旦那様は社長 *②巻*
光姫のことは信じてる。
信じてる……
信じてる……
それなのに……
「信じていても、こんなに不安になるもんなんですかね」
昨日、初めて出張以外の理由で外泊した。
光姫に吐いてしまった暴言が、光姫の泣き顔と共に何度も何度も頭に蘇って……。
謝らなきゃいけないと分かっていても、また感情的に一方的に光姫を傷つけてしまうんじゃないかと思うと、とても側で眠れなかった。

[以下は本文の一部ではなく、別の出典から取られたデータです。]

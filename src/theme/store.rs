//! Key-value storage for the theme preference

use std::collections::{BTreeMap, HashMap};
use std::fs;
use std::path::{Path, PathBuf};

use crate::error::{Error, Result};

/// Key of the persisted theme preference
pub const THEME_KEY: &str = "theme";

/// A small string key-value store
pub trait PreferenceStore {
    fn get(&self, key: &str) -> Result<Option<String>>;
    fn set(&mut self, key: &str, value: &str) -> Result<()>;
    fn remove(&mut self, key: &str) -> Result<()>;
}

/// Store kept in memory
#[derive(Debug, Clone, Default)]
pub struct MemoryStore {
    values: HashMap<String, String>,
}

impl MemoryStore {
    pub fn new() -> Self {
        Self::default()
    }
}

impl PreferenceStore for MemoryStore {
    fn get(&self, key: &str) -> Result<Option<String>> {
        Ok(self.values.get(key).cloned())
    }

    fn set(&mut self, key: &str, value: &str) -> Result<()> {
        self.values.insert(key.to_string(), value.to_string());
        Ok(())
    }

    fn remove(&mut self, key: &str) -> Result<()> {
        self.values.remove(key);
        Ok(())
    }
}

/// Store backed by a JSON object on disk
///
/// The file is read on every access, so changes made by another process are
/// seen immediately.
#[derive(Debug, Clone)]
pub struct FileStore {
    path: PathBuf,
}

impl FileStore {
    pub fn new<P: AsRef<Path>>(path: P) -> Self {
        Self {
            path: path.as_ref().to_path_buf(),
        }
    }

    pub fn path(&self) -> &Path {
        &self.path
    }

    fn read(&self) -> Result<BTreeMap<String, String>> {
        if !self.path.exists() {
            return Ok(BTreeMap::new());
        }
        let content = fs::read_to_string(&self.path).map_err(|e| Error::io(&self.path, e))?;
        if content.trim().is_empty() {
            return Ok(BTreeMap::new());
        }
        serde_json::from_str(&content).map_err(|e| Error::Preference {
            path: self.path.clone(),
            reason: e.to_string(),
        })
    }

    fn write(&self, values: &BTreeMap<String, String>) -> Result<()> {
        if let Some(parent) = self.path.parent() {
            fs::create_dir_all(parent).map_err(|e| Error::io(parent, e))?;
        }
        let json = serde_json::to_string_pretty(values).map_err(|e| Error::Preference {
            path: self.path.clone(),
            reason: e.to_string(),
        })?;
        fs::write(&self.path, json).map_err(|e| Error::io(&self.path, e))
    }
}

impl PreferenceStore for FileStore {
    fn get(&self, key: &str) -> Result<Option<String>> {
        Ok(self.read()?.remove(key))
    }

    fn set(&mut self, key: &str, value: &str) -> Result<()> {
        let mut values = self.read()?;
        values.insert(key.to_string(), value.to_string());
        self.write(&values)
    }

    fn remove(&mut self, key: &str) -> Result<()> {
        let mut values = self.read()?;
        if values.remove(key).is_some() {
            self.write(&values)?;
        }
        Ok(())
    }
}

#[cfg(test)]
mod tests {
    use super::*;
    use tempfile::TempDir;

    #[test]
    fn test_memory_store() {
        let mut store = MemoryStore::new();
        assert_eq!(store.get(THEME_KEY).unwrap(), None);
        store.set(THEME_KEY, "dark").unwrap();
        assert_eq!(store.get(THEME_KEY).unwrap().as_deref(), Some("dark"));
        store.remove(THEME_KEY).unwrap();
        assert_eq!(store.get(THEME_KEY).unwrap(), None);
    }

    #[test]
    fn test_file_store_persists() {
        let tmp = TempDir::new().unwrap();
        let path = tmp.path().join(".quillsite/preferences.json");

        let mut store = FileStore::new(&path);
        assert_eq!(store.get(THEME_KEY).unwrap(), None);
        store.set(THEME_KEY, "light").unwrap();

        let reopened = FileStore::new(&path);
        assert_eq!(reopened.get(THEME_KEY).unwrap().as_deref(), Some("light"));

        store.remove(THEME_KEY).unwrap();
        assert_eq!(reopened.get(THEME_KEY).unwrap(), None);
        assert!(!fs::read_to_string(&path).unwrap().contains("theme"));
    }

    #[test]
    fn test_file_store_corrupt() {
        let tmp = TempDir::new().unwrap();
        let path = tmp.path().join("preferences.json");
        fs::write(&path, "{ not json").unwrap();

        let err = FileStore::new(&path).get(THEME_KEY).unwrap_err();
        assert!(matches!(err, Error::Preference { .. }));
    }
}
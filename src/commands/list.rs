//! List posts

use anyhow::Result;

use crate::Site;

/// Print posts newest first
pub fn run(site: &Site, limit: Option<usize>, json: bool) -> Result<()> {
    let posts = site.posts(limit)?;

    if json {
        println!("{}", serde_json::to_string_pretty(&posts)?);
        return Ok(());
    }

    println!("Posts ({}):", posts.len());
    for post in posts {
        println!(
            "  {} - {} [{}]",
            post.record.pub_date.format("%Y-%m-%d"),
            post.record.title,
            post.url_path
        );
    }

    Ok(())
}
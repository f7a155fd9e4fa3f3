//! In-memory knowledge graph snapshot.
//!
//! Uses `petgraph` for the edge structure and plain maps for id → node and
//! attribute lookups. A `TripleStore` is immutable once built, so any number
//! of episodes can read it concurrently without locking.

use kgagent_core::{
    EntityId, EntitySet, GraphStats, KnowledgeGraph, Literal, RelationId, RelationSet,
};
use petgraph::graph::{DiGraph, NodeIndex};
use petgraph::visit::EdgeRef;
use petgraph::Direction;
use std::collections::{BTreeMap, HashMap, HashSet, VecDeque};

/// Accumulates triples and attributes, then freezes them into a `TripleStore`.
#[derive(Default)]
pub struct TripleStoreBuilder {
    name: Option<String>,
    graph: DiGraph<EntityId, RelationId>,
    node_index: HashMap<EntityId, NodeIndex>,
    edges: HashSet<(NodeIndex, RelationId, NodeIndex)>,
    attributes: HashMap<(EntityId, RelationId), Vec<Literal>>,
}

impl TripleStoreBuilder {
    pub fn new() -> Self {
        Self::default()
    }

    pub fn name(mut self, name: impl Into<String>) -> Self {
        self.name = Some(name.into());
        self
    }

    fn ensure_node(&mut self, entity: EntityId) -> NodeIndex {
        if let Some(idx) = self.node_index.get(&entity) {
            return *idx;
        }
        let idx = self.graph.add_node(entity.clone());
        self.node_index.insert(entity, idx);
        idx
    }

    /// Add the edge `(subject, predicate, object)`. Duplicate edges are ignored.
    pub fn add_triple(
        &mut self,
        subject: impl Into<EntityId>,
        predicate: impl Into<RelationId>,
        object: impl Into<EntityId>,
    ) -> &mut Self {
        let s = self.ensure_node(subject.into());
        let o = self.ensure_node(object.into());
        let p = predicate.into();
        if self.edges.insert((s, p.clone(), o)) {
            self.graph.add_edge(s, o, p);
        }
        self
    }

    /// Add a literal attribute value. The subject becomes a known entity.
    pub fn add_attribute(
        &mut self,
        subject: impl Into<EntityId>,
        predicate: impl Into<RelationId>,
        value: impl Into<Literal>,
    ) -> &mut Self {
        let subject = subject.into();
        self.ensure_node(subject.clone());
        let values = self
            .attributes
            .entry((subject, predicate.into()))
            .or_default();
        let value = value.into();
        if !values.contains(&value) {
            values.push(value);
        }
        self
    }

    pub fn load_triples<I, S, P, O>(&mut self, triples: I) -> &mut Self
    where
        I: IntoIterator<Item = (S, P, O)>,
        S: Into<EntityId>,
        P: Into<RelationId>,
        O: Into<EntityId>,
    {
        for (s, p, o) in triples {
            self.add_triple(s, p, o);
        }
        self
    }

    pub fn build(self) -> TripleStore {
        let mut relations: HashSet<RelationId> =
            self.graph.edge_weights().cloned().collect();
        let mut attributes: HashMap<EntityId, BTreeMap<RelationId, Vec<Literal>>> = HashMap::new();
        for ((entity, relation), mut values) in self.attributes {
            values.sort_by(|a, b| {
                a.sort_key()
                    .partial_cmp(&b.sort_key())
                    .unwrap_or(std::cmp::Ordering::Equal)
            });
            relations.insert(relation.clone());
            attributes.entry(entity).or_default().insert(relation, values);
        }
        TripleStore {
            name: self.name.unwrap_or_else(|| "triple-store".to_string()),
            graph: self.graph,
            node_index: self.node_index,
            relations,
            attributes,
        }
    }
}

/// Immutable triple store. Nodes are entities, edges carry the relation.
pub struct TripleStore {
    name: String,
    graph: DiGraph<EntityId, RelationId>,
    node_index: HashMap<EntityId, NodeIndex>,
    relations: HashSet<RelationId>,
    attributes: HashMap<EntityId, BTreeMap<RelationId, Vec<Literal>>>,
}

impl TripleStore {
    pub fn builder() -> TripleStoreBuilder {
        TripleStoreBuilder::new()
    }

    pub fn renamed(mut self, name: impl Into<String>) -> Self {
        self.name = name.into();
        self
    }

    fn node(&self, entity: &EntityId) -> Option<NodeIndex> {
        self.node_index.get(entity).copied()
    }

    fn edge_targets(&self, idx: NodeIndex, direction: Direction, relation: &RelationId) -> EntitySet {
        self.graph
            .edges_directed(idx, direction)
            .filter(|e| e.weight() == relation)
            .filter_map(|e| {
                let other = match direction {
                    Direction::Outgoing => e.target(),
                    Direction::Incoming => e.source(),
                };
                self.graph.node_weight(other).cloned()
            })
            .collect()
    }

    pub fn entity_count(&self) -> usize {
        self.graph.node_count()
    }

    pub fn edge_count(&self) -> usize {
        self.graph.edge_count()
    }

    /// Every entity in the store, sorted.
    pub fn entities(&self) -> EntitySet {
        self.node_index.keys().cloned().collect()
    }
}

#[async_trait::async_trait]
impl KnowledgeGraph for TripleStore {
    fn name(&self) -> &str {
        &self.name
    }

    fn stats(&self) -> GraphStats {
        GraphStats {
            entities: self.graph.node_count(),
            relations: self.relations.len(),
            edges: self.graph.edge_count(),
            attributes: self.attributes.values().map(|m| m.len()).sum(),
        }
    }

    async fn has_entity(&self, entity: &EntityId) -> bool {
        self.node_index.contains_key(entity)
    }

    async fn has_relation(&self, relation: &RelationId) -> bool {
        self.relations.contains(relation)
    }

    async fn tails(&self, head: &EntityId, relation: &RelationId) -> EntitySet {
        match self.node(head) {
            Some(idx) => self.edge_targets(idx, Direction::Outgoing, relation),
            None => EntitySet::new(),
        }
    }

    async fn heads(&self, tail: &EntityId, relation: &RelationId) -> EntitySet {
        match self.node(tail) {
            Some(idx) => self.edge_targets(idx, Direction::Incoming, relation),
            None => EntitySet::new(),
        }
    }

    async fn relations_of(&self, entity: &EntityId) -> RelationSet {
        let mut out = RelationSet::new();
        if let Some(idx) = self.node(entity) {
            out.extend(
                self.graph
                    .edges_directed(idx, Direction::Outgoing)
                    .map(|e| e.weight().clone()),
            );
        }
        if let Some(attrs) = self.attributes.get(entity) {
            out.extend(attrs.keys().cloned());
        }
        out
    }

    async fn attributes(&self, entity: &EntityId, relation: &RelationId) -> Vec<Literal> {
        self.attributes
            .get(entity)
            .and_then(|m| m.get(relation))
            .cloned()
            .unwrap_or_default()
    }

    async fn has_edge(&self, head: &EntityId, relation: &RelationId, tail: &EntityId) -> bool {
        match (self.node(head), self.node(tail)) {
            (Some(h), Some(t)) => self
                .graph
                .edges_connecting(h, t)
                .any(|e| e.weight() == relation),
            _ => false,
        }
    }

    /// BFS over node indices, without going through the per-relation lookups.
    async fn neighbors(&self, start: &EntityId, depth: usize) -> EntitySet {
        let Some(origin) = self.node(start) else {
            return EntitySet::new();
        };
        let mut seen = HashSet::from([origin]);
        let mut queue = VecDeque::from([(origin, 0usize)]);
        while let Some((idx, hops)) = queue.pop_front() {
            if hops >= depth {
                continue;
            }
            for next in self.graph.neighbors_directed(idx, Direction::Outgoing) {
                if seen.insert(next) {
                    queue.push_back((next, hops + 1));
                }
            }
        }
        seen.remove(&origin);
        seen.into_iter()
            .filter_map(|idx| self.graph.node_weight(idx).cloned())
            .collect()
    }
}
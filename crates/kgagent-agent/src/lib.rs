//! KG-Agent Agent - the episode loop, knowledge memory and trace recorder

pub mod config;
pub mod context;
pub mod episode;
pub mod memory;
pub mod registry;
pub mod runtime;
pub mod sink;
pub mod trace;

pub use config::{AgentConfig, ToolboxConfig, ToolsConfig};
pub use context::ContextBuilder;
pub use episode::{AbortReason, EpisodeId, EpisodeState, EpisodeStatus};
pub use memory::{KnowledgeMemory, Step, SummaryPolicy};
pub use registry::{EpisodeGuard, EpisodeRegistry};
pub use runtime::{AgentRuntime, EpisodeEvent, FINAL_ANSWER_STEP, INVALID_DECISION_STEP};
pub use sink::{LocalFsSink, TraceSink};
pub use trace::{AnswerRecord, ProgramTrace, StepRecord};
//! Decision types and the decision context shown to the model

use kgagent_core::{Argument, EntityId, ParamType, Question, ReturnType, StepStatus};
use serde::{Deserialize, Serialize};
use std::fmt::Write as _;

/// What the model chose to do next.
#[derive(Clone, Debug, PartialEq)]
pub enum Decision {
    Call { tool: String, args: Vec<Argument> },
    FinalAnswer(Argument),
    /// The reply could not be read as a decision.
    Invalid { raw: String, reason: String },
}

impl Decision {
    pub fn call<I, A>(tool: impl Into<String>, args: I) -> Self
    where
        I: IntoIterator<Item = A>,
        A: Into<Argument>,
    {
        Self::Call {
            tool: tool.into(),
            args: args.into_iter().map(Into::into).collect(),
        }
    }

    pub fn answer(arg: impl Into<Argument>) -> Self {
        Self::FinalAnswer(arg.into())
    }

    pub fn invalid(raw: impl Into<String>, reason: impl Into<String>) -> Self {
        Self::Invalid {
            raw: raw.into(),
            reason: reason.into(),
        }
    }

    pub fn is_final(&self) -> bool {
        matches!(self, Self::FinalAnswer(_))
    }
}

/// Parameter description shown to the model
#[derive(Clone, Debug, Serialize, Deserialize, PartialEq)]
pub struct ParamSchema {
    pub name: String,
    #[serde(rename = "type")]
    pub ty: ParamType,
}

/// Tool definition shown to the model
#[derive(Clone, Debug, Serialize, Deserialize, PartialEq)]
pub struct ToolSchema {
    pub name: String,
    pub description: String,
    pub params: Vec<ParamSchema>,
    pub returns: ReturnType,
}

impl ToolSchema {
    /// `get_relation(entity: Entity, relation: Relation) -> EntitySet`
    pub fn signature(&self) -> String {
        let params: Vec<String> = self
            .params
            .iter()
            .map(|p| format!("{}: {}", p.name, p.ty))
            .collect();
        format!("{}({}) -> {}", self.name, params.join(", "), self.returns)
    }
}

/// One committed step as the model sees it.
#[derive(Clone, Debug, Serialize, Deserialize, PartialEq)]
pub struct MemoryLine {
    pub step_index: usize,
    pub tool_name: String,
    pub arguments: Vec<Argument>,
    pub summary: String,
    pub status: StepStatus,
}

impl MemoryLine {
    pub fn render(&self) -> String {
        let args: Vec<String> = self.arguments.iter().map(|a| a.to_string()).collect();
        let marker = match self.status {
            StepStatus::Ok => String::new(),
            other => format!(" [{}]", other),
        };
        format!(
            "#{}{} = {}({}) -> {}",
            self.step_index,
            marker,
            self.tool_name,
            args.join(", "),
            self.summary
        )
    }
}

/// Everything the model needs for one decision. Rendering is deterministic.
#[derive(Clone, Debug, Serialize, Deserialize, PartialEq)]
pub struct DecisionContext {
    pub question: Question,
    pub tools: Vec<ToolSchema>,
    pub memory: Vec<MemoryLine>,
    /// Entities surfaced by earlier steps, sorted and capped.
    pub known_entities: Vec<EntityId>,
    pub step_index: usize,
    pub remaining_steps: usize,
}

const INSTRUCTIONS: &str = "You answer questions over a knowledge graph by calling one tool per step.\n\
Reply with a single line: a tool call such as get_relation(\"Alice\", \"knows\"), \
or final_answer(#k) once the answer is in memory.\n\
Refer to earlier results as #k. Steps marked [error] or [rejected] produced no usable value.";

impl DecisionContext {
    pub fn render(&self) -> String {
        let mut out = String::new();
        out.push_str(INSTRUCTIONS);
        out.push_str("\n\n");

        let _ = writeln!(out, "Question: {}", self.question.text);
        if !self.question.seeds.is_empty() {
            let seeds: Vec<&str> = self.question.seeds.iter().map(|e| e.as_str()).collect();
            let _ = writeln!(out, "Seed entities: {}", seeds.join(", "));
        }

        out.push_str("\nTools:\n");
        for tool in &self.tools {
            let _ = writeln!(out, "- {}: {}", tool.signature(), tool.description);
        }

        out.push_str("\nMemory:\n");
        if self.memory.is_empty() {
            out.push_str("(empty)\n");
        }
        for line in &self.memory {
            out.push_str(&line.render());
            out.push('\n');
        }

        if !self.known_entities.is_empty() {
            let known: Vec<&str> = self.known_entities.iter().map(|e| e.as_str()).collect();
            let _ = writeln!(out, "\nKnown entities: {}", known.join(", "));
        }

        let _ = write!(
            out,
            "\nStep {} ({} remaining). Next:",
            self.step_index, self.remaining_steps
        );
        out
    }
}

けっきょく会社の近くのホテルで、初めてスイート以外の部屋をとった。
冷静に頭を冷やしたかったから……。
だけど、腕の中の温もりがないだけで不安で……目を閉じても浮かぶのは光姫の泣き顔ばかり。
もしかしたら、今頃光姫はあの部屋で1人で泣いているかもしれない……
そう思うと、『すぐに帰って抱き締めたい』とベッドから勢いよく起き上がるのに。
次の瞬間、佐倉の腕の中で幸せそうに微笑む光姫の顔が頭をよぎって、一歩を踏み出せずに躊躇う。
この繰り返しで、いつの間にか朝を迎えた。
情けない……。
オレはこんなにも情けない男だったのか……。